** Task requirements **
Among the lines below, a stretch begins at the one with "if info >= 0x32" and ends at the one with "Command::RadSpeed => self.speed". Repeat that stretch exactly, ends included.

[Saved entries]
================

//! Register-write helpers.
//!
//! Everything that actually touches the chip lives here: chip
//! selection, note-on, key-off, frequency, volume (both curves),
//! waveform and depth writes. Effect logic stays in the interpreter;
//! these helpers each end in the register writes the effect is
//! documented to issue.

use opl3::registers::{
    CARRIER, CHANNELS_PER_CHIP, CH_FEEDBACK_CONNECTION, CH_FREQUENCY, CH_KEY_BLOCK, KEY_ON,
    OPERATOR_OFFSETS, OP_ATTACK_DECAY, OP_CHARACTERISTIC, OP_LEVEL, OP_SUSTAIN_RELEASE,
    OP_WAVEFORM, TREMOLO_VIBRATO,
};
use opl3::OplBackend;

use super::TrackerEngine;
use crate::format::{DialectFlags, Instrument};
use crate::frequency::{normalize_note, note_to_freq, NOTE_KEY_OFF};

impl<B: OplBackend> TrackerEngine<B> {
    /// Select the chip owning `chan` and return the intra-chip channel
    /// number (channels 0-8 map to the first chip, 9-17 to the second).
    fn select_channel(&mut self, chan: usize) -> u8 {
        self.backend.set_chip((chan / CHANNELS_PER_CHIP) as u8);
        (chan % CHANNELS_PER_CHIP) as u8
    }

    /// Write the channel's frequency and key/block registers.
    pub(super) fn write_freq(&mut self, chan: usize) {
        let oplch = self.select_channel(chan);
        let (low, high) = {
            let ch = &self.channels[chan];
            let mut high = ((ch.freq >> 8) & 0x03) as u8 | (ch.octave << 2);
            if ch.key_on {
                high |= KEY_ON;
            }
            ((ch.freq & 0xFF) as u8, high)
        };
        self.backend.write(CH_FREQUENCY + oplch, low);
        self.backend.write(CH_KEY_BLOCK + oplch, high);
    }

    /// Drop the key-on flag and rewrite the frequency registers.
    pub(super) fn key_off(&mut self, chan: usize) {
        self.channels[chan].key_on = false;
        self.write_freq(chan);
    }

    /// Write both operator level registers from the channel volumes.
    pub(super) fn write_volume(&mut self, chan: usize) {
        let oplch = self.select_channel(chan);
        let op = OPERATOR_OFFSETS[oplch as usize];

        let (vol_carrier, vol_modulator, instrument) = {
            let ch = &self.channels[chan];
            (
                ch.vol_carrier.min(63),
                ch.vol_modulator.min(63),
                self.module
                    .instrument(ch.instrument)
                    .copied()
                    .unwrap_or_default(),
            )
        };
        let mod_level = instrument.registers[Instrument::MOD_LEVEL];
        let car_level = instrument.registers[Instrument::CAR_LEVEL];

        let (mod_reg, car_reg) = if self.module.flags.contains(DialectFlags::FAUST) {
            // Averaged attenuation between channel volume and the
            // instrument's own level bytes.
            (
                (((63 - vol_modulator) + (mod_level & 63)) / 2) | (mod_level & 0xC0),
                (((63 - vol_carrier) + (car_level & 63)) / 2) | (car_level & 0xC0),
            )
        } else {
            (
                (63 - vol_modulator) | (mod_level & 0xC0),
                (63 - vol_carrier) | (car_level & 0xC0),
            )
        };

        self.backend.write(OP_LEVEL + op, mod_reg);
        self.backend.write(OP_LEVEL + CARRIER + op, car_reg);
    }

    /// Trigger the channel's note: program the instrument, set the
    /// volume, then key the frequency on.
    pub(super) fn play_note(&mut self, chan: usize) {
        if self.module.flags.contains(DialectFlags::FAUST) {
            let ch = &mut self.channels[chan];
            ch.vol_carrier = 63;
            ch.vol_modulator = 63;
        }

        let oplch = self.select_channel(chan);
        let op = OPERATOR_OFFSETS[oplch as usize];
        let instrument = self
            .module
            .instrument(self.channels[chan].instrument)
            .copied()
            .unwrap_or_default();
        let regs = instrument.registers;

        if !self.module.flags.contains(DialectFlags::NO_KEY_ON) {
            // Silence whatever the channel was playing.
            self.backend.write(CH_KEY_BLOCK + oplch, 0);
        }

        self.backend
            .write(OP_CHARACTERISTIC + op, regs[Instrument::MOD_CHARACTERISTIC]);
        self.backend.write(
            OP_CHARACTERISTIC + CARRIER + op,
            regs[Instrument::CAR_CHARACTERISTIC],
        );

        // The volume write must land before the frequency write.
        self.write_volume(chan);

        self.backend
            .write(OP_ATTACK_DECAY + op, regs[Instrument::MOD_ATTACK_DECAY]);
        self.backend.write(
            OP_ATTACK_DECAY + CARRIER + op,
            regs[Instrument::CAR_ATTACK_DECAY],
        );
        self.backend
            .write(OP_SUSTAIN_RELEASE + op, regs[Instrument::MOD_SUSTAIN_RELEASE]);
        self.backend.write(
            OP_SUSTAIN_RELEASE + CARRIER + op,
            regs[Instrument::CAR_SUSTAIN_RELEASE],
        );
        self.backend
            .write(OP_WAVEFORM + op, regs[Instrument::MOD_WAVEFORM]);
        self.backend
            .write(OP_WAVEFORM + CARRIER + op, regs[Instrument::CAR_WAVEFORM]);
        self.backend
            .write(CH_FEEDBACK_CONNECTION + oplch, regs[Instrument::FEEDBACK]);
        self.backend.write(TREMOLO_VIBRATO, instrument.misc);

        {
            let ch = &mut self.channels[chan];
            ch.key_on = true;
            ch.arp_pos = instrument.arp_start;
            ch.arp_speed_counter = instrument.arp_speed_counter;
        }

        let note = self.channels[chan].note as i32;
        self.set_note(chan, note);
    }

    /// Look up the note, apply the instrument's slide bias and write
    /// the frequency registers. Note 127 keys the channel off instead.
    pub(super) fn set_note(&mut self, chan: usize, note: i32) {
        if note == NOTE_KEY_OFF as i32 {
            self.key_off(chan);
            return;
        }

        let (freq, octave) = note_to_freq(normalize_note(note));
        let slide = self
            .module
            .instrument(self.channels[chan].instrument)
            .map(|inst| inst.slide as i32)
            .unwrap_or(0);
        {
            let ch = &mut self.channels[chan];
            ch.freq = (freq as i32 + slide).clamp(0, 0x3FF) as u16;
            ch.octave = octave;
        }
        self.write_freq(chan);
    }

    /// Explicit waveform set; a zero parameter leaves that operator
    /// unchanged.
    pub(super) fn set_waveform(&mut self, chan: usize, carrier: u8, modulator: u8) {
        let oplch = self.select_channel(chan);
        let op = OPERATOR_OFFSETS[oplch as usize];
        if carrier != 0 {
            self.backend.write(OP_WAVEFORM + CARRIER + op, carrier - 1);
        }
        if modulator != 0 {
            self.backend.write(OP_WAVEFORM + op, modulator - 1);
        }
    }

    /// Waveform write from a special-arpeggio script opcode: tens digit
    /// drives the carrier, ones digit the modulator, each value-1.
    pub(super) fn write_script_waveform(&mut self, chan: usize, opcode: u8) {
        let oplch = self.select_channel(chan);
        let op = OPERATOR_OFFSETS[oplch as usize];
        let carrier = opcode / 10;
        let modulator = opcode % 10;
        if carrier != 0 {
            self.backend.write(OP_WAVEFORM + CARRIER + op, carrier - 1);
        }
        if modulator != 0 {
            self.backend.write(OP_WAVEFORM + op, modulator - 1);
        }
    }

    /// Write the current depth bits to the chip owning `chan`.
    pub(super) fn write_depth(&mut self, chan: usize) {
        let _ = self.select_channel(chan);
        self.backend.write(TREMOLO_VIBRATO, self.depth.bits());
    }
}
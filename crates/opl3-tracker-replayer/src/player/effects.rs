//! Effect interpreter.
//!
//! Two dispatch passes per tick, both keyed on the channel's armed
//! `(command, param1, param2)`:
//!
//! - the continuous pass runs every tick (held ticks included) and
//!   covers arpeggio, slides, vibrato, portamento, the gated volume
//!   slides, retrigger and the special-arpeggio script interpreter
//! - the row pass runs once per freshly read row and covers parameter
//!   memorization, tempo/speed sets, volume sets, position changes,
//!   extended sub-commands, waveform and depth writes
//!
//! Unknown commands are no-ops: dialect loaders normalize unsupported
//! effects to a sentinel the interpreter ignores.

use opl3::registers::DepthFlags;
use opl3::OplBackend;

use super::{Jump, RowControl, TrackerEngine};
use crate::commands::{join_params, Command, ExtendedOp};
use crate::format::TrackCell;
use crate::frequency::{self, porta_metric, MAX_NOTE, VIBRATO_TABLE};

impl<B: OplBackend> TrackerEngine<B> {
    /// Run the continuous effects for every active channel.
    pub(super) fn continuous_pass(&mut self) {
        for chan in 0..self.channels.len() {
            if !self.channel_active(chan) {
                continue;
            }
            self.special_arpeggio(chan);
            self.continuous_effect(chan);
        }
    }

    fn continuous_effect(&mut self, chan: usize) {
        let (command, info1, info2) = {
            let ch = &self.channels[chan];
            (Command::from_opcode(ch.command), ch.param1, ch.param2)
        };
        let info = join_params(info1, info2, self.decimal());

        match command {
            Command::Arpeggio => self.plain_arpeggio(chan, info, info1, info2),
            Command::SlideUp => {
                self.slide_channel_up(chan, info);
                self.write_freq(chan);
            }
            Command::SlideDown => {
                self.slide_channel_down(chan, info);
                self.write_freq(chan);
            }
            Command::TonePortamento => self.tone_portamento(chan),
            Command::Vibrato => self.vibrato(chan),
            Command::TonePortaVolumeSlide => {
                self.tone_portamento(chan);
                self.gated_volume_slide(chan, info1, info2, false);
            }
            Command::VibratoVolumeSlide => {
                self.vibrato(chan);
                self.gated_volume_slide(chan, info1, info2, false);
            }
            Command::VolumeSlide => self.gated_volume_slide(chan, info1, info2, false),
            Command::AmdVolumeSlide => self.gated_volume_slide(chan, info1, info2, true),
            Command::Extended => {
                if ExtendedOp::from_param(info1) == ExtendedOp::RetrigNote
                    && self.delay % (info2 as u32 + 1) == 0
                {
                    self.play_note(chan);
                }
            }
            _ => {}
        }
    }

    /// Cycle note, note+param1, note+param2 over a three-tick phase.
    fn plain_arpeggio(&mut self, chan: usize, info: u16, info1: u8, info2: u8) {
        if info == 0 {
            return;
        }
        let (phase, base) = {
            let ch = &mut self.channels[chan];
            ch.trigger = if ch.trigger < 2 { ch.trigger + 1 } else { 0 };
            (ch.trigger, ch.note as i32)
        };
        let note = match phase {
            0 => base,
            1 => base + info1 as i32,
            _ => base + info2 as i32,
        };
        self.set_note(chan, note);
    }

    fn slide_channel_up(&mut self, chan: usize, amount: u16) {
        let ch = &mut self.channels[chan];
        let (mut freq, mut octave) = (ch.freq, ch.octave);
        frequency::slide_up(&mut freq, &mut octave, amount);
        ch.freq = freq;
        ch.octave = octave;
    }

    fn slide_channel_down(&mut self, chan: usize, amount: u16) {
        let ch = &mut self.channels[chan];
        let (mut freq, mut octave) = (ch.freq, ch.octave);
        frequency::slide_down(&mut freq, &mut octave, amount);
        ch.freq = freq;
        ch.octave = octave;
    }

    /// Converge on the portamento target by one step, snapping exactly
    /// on overshoot in either direction.
    fn tone_portamento(&mut self, chan: usize) {
        let (current, target, step) = {
            let ch = &self.channels[chan];
            (
                porta_metric(ch.freq, ch.octave),
                porta_metric(ch.next_freq, ch.next_octave),
                ch.porta_speed as u16,
            )
        };

        if current < target {
            self.slide_channel_up(chan, step);
            let ch = &mut self.channels[chan];
            if porta_metric(ch.freq, ch.octave) > target {
                ch.freq = ch.next_freq;
                ch.octave = ch.next_octave;
            }
        } else if current > target {
            self.slide_channel_down(chan, step);
            let ch = &mut self.channels[chan];
            if porta_metric(ch.freq, ch.octave) < target {
                ch.freq = ch.next_freq;
                ch.octave = ch.next_octave;
            }
        }
        self.write_freq(chan);
    }

    /// Triangular vibrato: the phase advances by `speed` per tick and
    /// wraps at 64; depth scales the table through `1 / (16 - depth)`.
    fn vibrato(&mut self, chan: usize) {
        let (speed, depth) = {
            let ch = &self.channels[chan];
            (ch.vib_speed, ch.vib_depth)
        };
        if speed == 0 || depth == 0 {
            return;
        }
        let scale = (16 - depth.min(14)) as u16;

        for _ in 0..speed {
            let phase = {
                let ch = &mut self.channels[chan];
                ch.trigger = (ch.trigger + 1) % 64;
                ch.trigger as usize
            };
            if phase < 16 {
                let amount = VIBRATO_TABLE[phase + 16] as u16 / scale;
                self.slide_channel_up(chan, amount);
            } else if phase < 48 {
                let amount = VIBRATO_TABLE[phase - 16] as u16 / scale;
                self.slide_channel_down(chan, amount);
            } else {
                let amount = VIBRATO_TABLE[phase - 48] as u16 / scale;
                self.slide_channel_up(chan, amount);
            }
        }
        self.write_freq(chan);
    }

    /// Volume slide gated on every fourth frame of the row.
    fn gated_volume_slide(&mut self, chan: usize, up: u8, down: u8, alternate: bool) {
        if self.delay % 4 != 0 {
            return;
        }
        if up != 0 {
            self.volume_up(chan, up, alternate);
        } else {
            self.volume_down(chan, down, alternate);
        }
        self.write_volume(chan);
    }

    pub(super) fn volume_up(&mut self, chan: usize, amount: u8, alternate: bool) {
        let modulator_too = !alternate || self.instrument_is_additive(chan);
        let ch = &mut self.channels[chan];
        ch.vol_carrier = ch.vol_carrier.saturating_add(amount).min(63);
        if modulator_too {
            ch.vol_modulator = ch.vol_modulator.saturating_add(amount).min(63);
        }
    }

    pub(super) fn volume_down(&mut self, chan: usize, amount: u8, alternate: bool) {
        let modulator_too = !alternate || self.instrument_is_additive(chan);
        let ch = &mut self.channels[chan];
        ch.vol_carrier = ch.vol_carrier.saturating_sub(amount);
        if modulator_too {
            ch.vol_modulator = ch.vol_modulator.saturating_sub(amount);
        }
    }

    fn instrument_is_additive(&self, chan: usize) -> bool {
        self.module
            .instrument(self.channels[chan].instrument)
            .map(|inst| inst.is_additive())
            .unwrap_or(false)
    }

    /// Step the shared special-arpeggio script for this channel.
    fn special_arpeggio(&mut self, chan: usize) {
        // Channels that never played a note never start their script.
        if self.channels[chan].note == 0 {
            return;
        }

        let (cmd, value, speed) = {
            let ch = &self.channels[chan];
            let Some(script) = self.module.arpeggio() else {
                return;
            };
            let Some(inst) = self.module.instrument(ch.instrument) else {
                return;
            };
            let pos = ch.arp_pos as usize;
            (script.commands[pos], script.list[pos], inst.arp_speed)
        };

        {
            let ch = &mut self.channels[chan];
            if ch.arp_speed_counter > 0 {
                ch.arp_speed_counter -= 1;
                return;
            }
        }

        match cmd {
            // Parked script: no step, no counter reload.
            255 => return,
            252 => {
                let volume = value.min(63);
                let ch = &mut self.channels[chan];
                ch.vol_carrier = volume;
                ch.vol_modulator = volume;
                self.write_volume(chan);
            }
            253 => self.key_off(chan),
            254 => {
                let ch = &mut self.channels[chan];
                ch.arp_pos = value;
                ch.arp_speed_counter = speed.saturating_sub(1);
                return;
            }
            0 => {}
            cmd => self.write_script_waveform(chan, cmd),
        }

        if cmd != 252 {
            let note = match value {
                v if v >= 100 => Some((v - 100) as i32),
                v if v <= MAX_NOTE => Some(self.channels[chan].note as i32 + v as i32),
                _ => None,
            };
            if let Some(note) = note {
                self.set_note(chan, note);
            }
        }

        let ch = &mut self.channels[chan];
        // The pointer parks at the end of the pool instead of wrapping
        // back into the script.
        ch.arp_pos = ch.arp_pos.saturating_add(1);
        ch.arp_speed_counter = speed.saturating_sub(1);
    }

    /// Run one channel's row-triggered effect.
    pub(super) fn row_effect(&mut self, chan: usize, cell: &TrackCell, control: &mut RowControl) {
        let info1 = cell.param1;
        let info2 = cell.param2;
        let info = join_params(info1, info2, self.decimal());

        match Command::from_opcode(cell.command) {
            Command::TonePortamento => {
                if info != 0 {
                    self.channels[chan].porta_speed = info.min(255) as u8;
                }
            }
            Command::Vibrato => {
                let ch = &mut self.channels[chan];
                if info1 != 0 {
                    ch.vib_speed = info1;
                }
                if info2 != 0 {
                    ch.vib_depth = info2;
                }
            }
            Command::SetTempo => {
                if info != 0 {
                    self.tempo = info.min(255) as u8;
                }
            }
            Command::NoteRelease => self.key_off(chan),
            Command::SetOperatorVolume => {
                {
                    let ch = &mut self.channels[chan];
                    if info1 != 0 {
                        ch.vol_carrier = (info1 as u16 * 7).min(63) as u8;
                    } else {
                        ch.vol_modulator = (info2 as u16 * 7).min(63) as u8;
                    }
                }
                self.write_volume(chan);
            }
            Command::PositionJump => {
                if control.jump.is_none() {
                    let target = info as usize;
                    if target < self.order_pos {
                        self.song_end = true;
                    }
                    control.jump = Some(Jump::Position(target));
                }
            }
            Command::SetVolume => {
                let volume = info.min(63) as u8;
                {
                    let ch = &mut self.channels[chan];
                    ch.vol_carrier = volume;
                    ch.vol_modulator = volume;
                }
                self.write_volume(chan);
            }
            Command::PatternBreak => {
                if control.jump.is_none() {
                    control.jump = Some(Jump::Break(info as usize));
                }
            }
            Command::Extended => self.extended_row_effect(chan, info1, info2),
            Command::Sa2Speed => {
                if info == 0 {
                    // Explicit stop.
                    self.song_end = true;
                    self.speed = 0;
                } else {
                    if info <= 0x1F {
                        self.speed = info as u8;
                    }
                    if info >= 0x32 {
                        self.tempo = info.min(255) as u8;
                    }
                    // 0x20-0x31 carries no meaning in SA2.
                }
            }
            Command::AmdSpeed => {
                if info <= 9 {
                    self.speed = info as u8;
                } else {
                    self.tempo = info.min(255) as u8;
                }
            }
            Command::RadSpeed => self.speed = info.min(255) as u8,
            Command::SetModulatorVolume => {
                if info <= 63 {
                    self.channels[chan].vol_modulator = info as u8;
                    self.write_volume(chan);
                }
            }
            Command::SetCarrierVolume => {
                if info <= 63 {
                    self.channels[chan].vol_carrier = info as u8;
                    self.write_volume(chan);
                }
            }
            Command::SetWaveform => self.set_waveform(chan, info1, info2),
            Command::ChipDepth => {
                self.depth.set(DepthFlags::TREMOLO, info1 != 0);
                self.depth.set(DepthFlags::VIBRATO, info2 != 0);
                self.write_depth(chan);
            }
            Command::PatternDelay => self.pattern_delay += info as u32,
            _ => {}
        }
    }

    fn extended_row_effect(&mut self, chan: usize, sub: u8, value: u8) {
        match ExtendedOp::from_param(sub) {
            ExtendedOp::ChipTremoloDepth => {
                self.depth.set(DepthFlags::TREMOLO, value != 0);
                self.write_depth(chan);
            }
            ExtendedOp::ChipVibratoDepth => {
                self.depth.set(DepthFlags::VIBRATO, value != 0);
                self.write_depth(chan);
            }
            // Handled by the continuous pass.
            ExtendedOp::RetrigNote => {}
            ExtendedOp::FineVolumeUp => {
                self.volume_up(chan, value, false);
                self.write_volume(chan);
            }
            ExtendedOp::FineVolumeDown => {
                self.volume_down(chan, value, false);
                self.write_volume(chan);
            }
            ExtendedOp::FineSlideUp => {
                self.slide_channel_up(chan, value as u16);
                self.write_freq(chan);
            }
            ExtendedOp::FineSlideDown => {
                self.slide_channel_down(chan, value as u16);
                self.write_freq(chan);
            }
            ExtendedOp::PatternDelayRows => {
                self.pattern_delay += value as u32 * self.speed as u32;
            }
            ExtendedOp::None => {}
        }
    }
}
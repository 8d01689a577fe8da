//! Error types for module construction and engine setup.

use thiserror::Error;

/// Result type for replayer operations.
pub type Result<T> = std::result::Result<T, ReplayerError>;

/// Errors that can occur while building a module or constructing the
/// engine.
///
/// Playback itself never fails: `tick()` reports a playing/ended status
/// instead of returning errors.
#[derive(Error, Debug)]
pub enum ReplayerError {
    /// A storage allocation request exceeded an engine limit.
    #[error("{what} allocation of {requested} exceeds the engine limit of {max}")]
    AllocationLimit {
        /// What was being allocated.
        what: &'static str,
        /// Requested element count.
        requested: usize,
        /// Engine maximum.
        max: usize,
    },

    /// A required dimension was zero.
    #[error("{what} cannot be allocated with zero {dimension}")]
    EmptyDimension {
        /// What was being allocated.
        what: &'static str,
        /// The offending dimension.
        dimension: &'static str,
    },

    /// A track-index override referenced track storage that does not
    /// exist.
    #[error("track {track} out of range (1..={available}) for pattern {pattern}, channel {channel}")]
    InvalidTrackIndex {
        /// Requested 1-based track id.
        track: u16,
        /// Pattern whose mapping was being overridden.
        pattern: usize,
        /// Channel whose mapping was being overridden.
        channel: usize,
        /// Allocated track count.
        available: usize,
    },

    /// Engine constructed over a module without pattern storage.
    #[error("module has no pattern storage; allocate patterns before constructing an engine")]
    UnallocatedModule,
}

================

** Answer section **
                    if info >= 0x32 {
                        self.tempo = info.min(255) as u8;
                    }
                    // 0x20-0x31 carries no meaning in SA2.
                }
            }
            Command::AmdSpeed => {
                if info <= 9 {
                    self.speed = info as u8;
                } else {
                    self.tempo = info.min(255) as u8;
                }
            }
            Command::RadSpeed => self.speed = info.min(255) as u8,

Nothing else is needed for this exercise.